X-linked myopathy with excessive autophagy (XMEA) is a rare childhood-onset disease characterized by slow progressive vacuolation and atrophy of skeletal muscle. There is no known cardiac or intellectual involvement.

==Presentation==

The prevalence of the disease is not precisely known but it is considered to be rare (less than one per million people). It has been reported in 15 families, mostly from Canada, Finland and France.
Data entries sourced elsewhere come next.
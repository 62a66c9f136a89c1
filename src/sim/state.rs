//! Game state and core simulation types
//!
//! Plain data mutated by the round engine. Nothing here touches the
//! platform or the wall clock; time arrives as tick steps and event
//! timestamps.

use glam::Vec2;
use rand::SeedableRng;
use rand_pcg::Pcg32;

use super::command::RenderCommand;
use crate::consts::*;

/// Current phase of a play-through
#[derive(Debug, Clone, Copy, PartialEq, Eq)]
pub enum Phase {
    /// No session running (menu)
    Idle,
    /// Session in progress, countdown running
    Active,
    /// Session over; only a fresh `start` leaves this phase
    Terminal(EndReason),
}

/// Why a session ended
#[derive(Debug, Clone, Copy, PartialEq, Eq)]
pub enum EndReason {
    /// Countdown hit zero before the target was tapped
    Timeout,
    /// The player tapped a bomb
    Bomb,
}

/// The four tappable target flavors
#[derive(Debug, Clone, Copy, PartialEq, Eq)]
pub enum TargetKind {
    Normal,
    Bonus,
    Freeze,
    Bomb,
}

impl TargetKind {
    pub fn as_str(&self) -> &'static str {
        match self {
            TargetKind::Normal => "normal",
            TargetKind::Bonus => "bonus",
            TargetKind::Freeze => "freeze",
            TargetKind::Bomb => "bomb",
        }
    }

    /// Points before the combo multiplier (bombs never score)
    pub fn base_gain(&self) -> u32 {
        match self {
            TargetKind::Normal => 1,
            TargetKind::Bonus => 3,
            TargetKind::Freeze => 1,
            TargetKind::Bomb => 0,
        }
    }

    /// Particle burst color for a hit of this kind
    pub fn particle_color(&self) -> &'static str {
        match self {
            TargetKind::Normal => "#ff80ab",
            TargetKind::Bonus => "#ffc107",
            TargetKind::Freeze => "#80d8ff",
            TargetKind::Bomb => "#ff5252",
        }
    }

    /// Feedback tone for a hit of this kind: (frequency Hz, duration ms, volume).
    /// Normal and bonus pitch up as the combo grows.
    pub fn tone(&self, combo: u32) -> (f32, u32, f32) {
        match self {
            TargetKind::Normal => (700.0 + combo as f32 * 40.0, 90, 0.2),
            TargetKind::Bonus => (900.0 + combo as f32 * 50.0, 110, 0.25),
            TargetKind::Freeze => (600.0, 120, 0.25),
            TargetKind::Bomb => (200.0, 180, 0.3),
        }
    }
}

/// The single live target
#[derive(Debug, Clone, Copy)]
pub struct Target {
    pub kind: TargetKind,
    /// Diameter in display px
    pub size: f32,
    /// Top-left corner within the playfield
    pub pos: Vec2,
    /// Engine clock reading when this target appeared
    pub spawn_ms: f64,
}

/// Per-target countdown
#[derive(Debug, Clone, Copy, PartialEq, Eq)]
pub struct TimerState {
    /// Time allotted for the current target
    pub budget_ms: i32,
    pub remaining_ms: i32,
}

impl TimerState {
    pub fn new(budget_ms: i32) -> Self {
        Self {
            budget_ms,
            remaining_ms: budget_ms,
        }
    }

    /// Swap in a new budget; the running countdown is untouched until the
    /// next refill.
    pub fn set_budget(&mut self, budget_ms: i32) {
        self.budget_ms = budget_ms;
    }

    /// Restart the countdown at the full budget (every target spawn)
    pub fn refill(&mut self) {
        self.remaining_ms = self.budget_ms;
    }

    /// Add time, capped at `budget + slack`. Invariant:
    /// `remaining_ms <= budget_ms + slack_ms` afterwards.
    pub fn extend(&mut self, add_ms: i32, slack_ms: i32) {
        self.remaining_ms = (self.remaining_ms + add_ms).min(self.budget_ms + slack_ms);
    }

    /// Remaining time as a 0..1 fraction of the budget
    pub fn fraction(&self) -> f32 {
        (self.remaining_ms as f32 / self.budget_ms as f32).max(0.0)
    }
}

/// One play-through's mutable counters
#[derive(Debug, Clone, Copy, PartialEq)]
pub struct Session {
    pub score: u32,
    pub level: u32,
    pub combo: u32,
    /// Timestamp of the previous scoring hit (combo window anchor)
    pub last_hit_ms: Option<f64>,
}

impl Default for Session {
    fn default() -> Self {
        Self {
            score: 0,
            level: 1,
            combo: 1,
            last_hit_ms: None,
        }
    }
}

/// Playfield dimensions in display px
#[derive(Debug, Clone, Copy, PartialEq)]
pub struct Playfield {
    pub width: f32,
    pub height: f32,
}

impl Playfield {
    pub fn new(width: f32, height: f32) -> Self {
        Self { width, height }
    }
}

/// End-of-session report
#[derive(Debug, Clone, Copy, PartialEq, Eq)]
pub struct SessionSummary {
    pub final_score: u32,
    pub final_level: u32,
    pub is_new_high_score: bool,
}

/// Complete engine state for one game instance
#[derive(Debug, Clone)]
pub struct GameState {
    /// Run seed for reproducibility
    pub seed: u64,
    /// Session RNG (target kinds and positions)
    pub rng: Pcg32,
    pub phase: Phase,
    pub session: Session,
    /// The live target; `None` outside an active session
    pub target: Option<Target>,
    pub timer: TimerState,
    pub playfield: Playfield,
    /// High score on record when the session began; summaries compare
    /// against this snapshot
    pub high_score: u32,
    /// Engine clock, advanced one tick at a time
    pub elapsed_ms: f64,
    /// Fixed-step accumulator fed by wall-clock deltas
    pub(crate) accum_ms: f64,
    /// Pending render commands, drained by the adapter
    commands: Vec<RenderCommand>,
}

impl GameState {
    /// Create an idle game state with the given seed
    pub fn new(seed: u64) -> Self {
        Self {
            seed,
            rng: Pcg32::seed_from_u64(seed),
            phase: Phase::Idle,
            session: Session::default(),
            target: None,
            timer: TimerState::new(BASE_BUDGET_MS),
            playfield: Playfield::new(480.0, 640.0),
            high_score: 0,
            elapsed_ms: 0.0,
            accum_ms: 0.0,
            commands: Vec::new(),
        }
    }

    pub fn set_playfield(&mut self, width: f32, height: f32) {
        self.playfield = Playfield::new(width, height);
    }

    pub fn is_active(&self) -> bool {
        self.phase == Phase::Active
    }

    pub(crate) fn emit(&mut self, cmd: RenderCommand) {
        self.commands.push(cmd);
    }

    /// Take all pending render commands
    pub fn drain_commands(&mut self) -> Vec<RenderCommand> {
        std::mem::take(&mut self.commands)
    }
}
The disease usually presents between the ages of 5 and 10 years old. The usual symptom is weakness involving the upper legs and affecting activities such as running and climbing stairs. As the condition progresses, patients tend to experience weakness in their lower legs and arms. Some remain able to walk in advanced age, while others require assistance in adulthood.

==Genetics==

The disorder is inherited in a recessive, X-linked fashion. As a result, males are much more commonly affected than females. It is due to a mutation in the VMA21 gene – the human homolog of the yeast Vma21p protein. This gene is located on the long arm of chromosome X (Xq28). It is an essential assembly chaperone of vacuolar ATPase – the principal mammalian proton pump complex. Mutations in this gene increase lysosomal pH. This in turn reduces lysosomal degradative ability and blocks autophagy.

==Pathology==

The muscle fibers are rarely necrotic but have evidence of excessive autophagic activity and exocytosis of the phagocytosed material. They have increased variation in size and are predominantly composed of round small and hypertrophic fibers. The vacuoles are strongly reactive for dystrophin and lysosome-associated membrane protein 2 (LAMP2). Membrane-bound vacuoles and balls of dense material under the basal lamina are present. Deposition of the C5b-9 complement attack complex, sub-sarcolemmal deposition of calcium and expression of the MHC1 complex also occur.

On electron microscopy, characteristic balls of dense material are commonly seen. The vacuoles may contain remains of mitochondria, membrane whorls and calcium apatite crystals.

==Diagnosis==

The diagnosis can be established by muscle biopsy.

===Investigations===

The serum creatinine is raised.

===Differential diagnosis===
- Acid maltase deficiency
- Danon disease

==History==

The disorder was described in 1988 by Kalimo et al in Finland in three brothers. The same condition affected their maternal grandfather and great-uncle.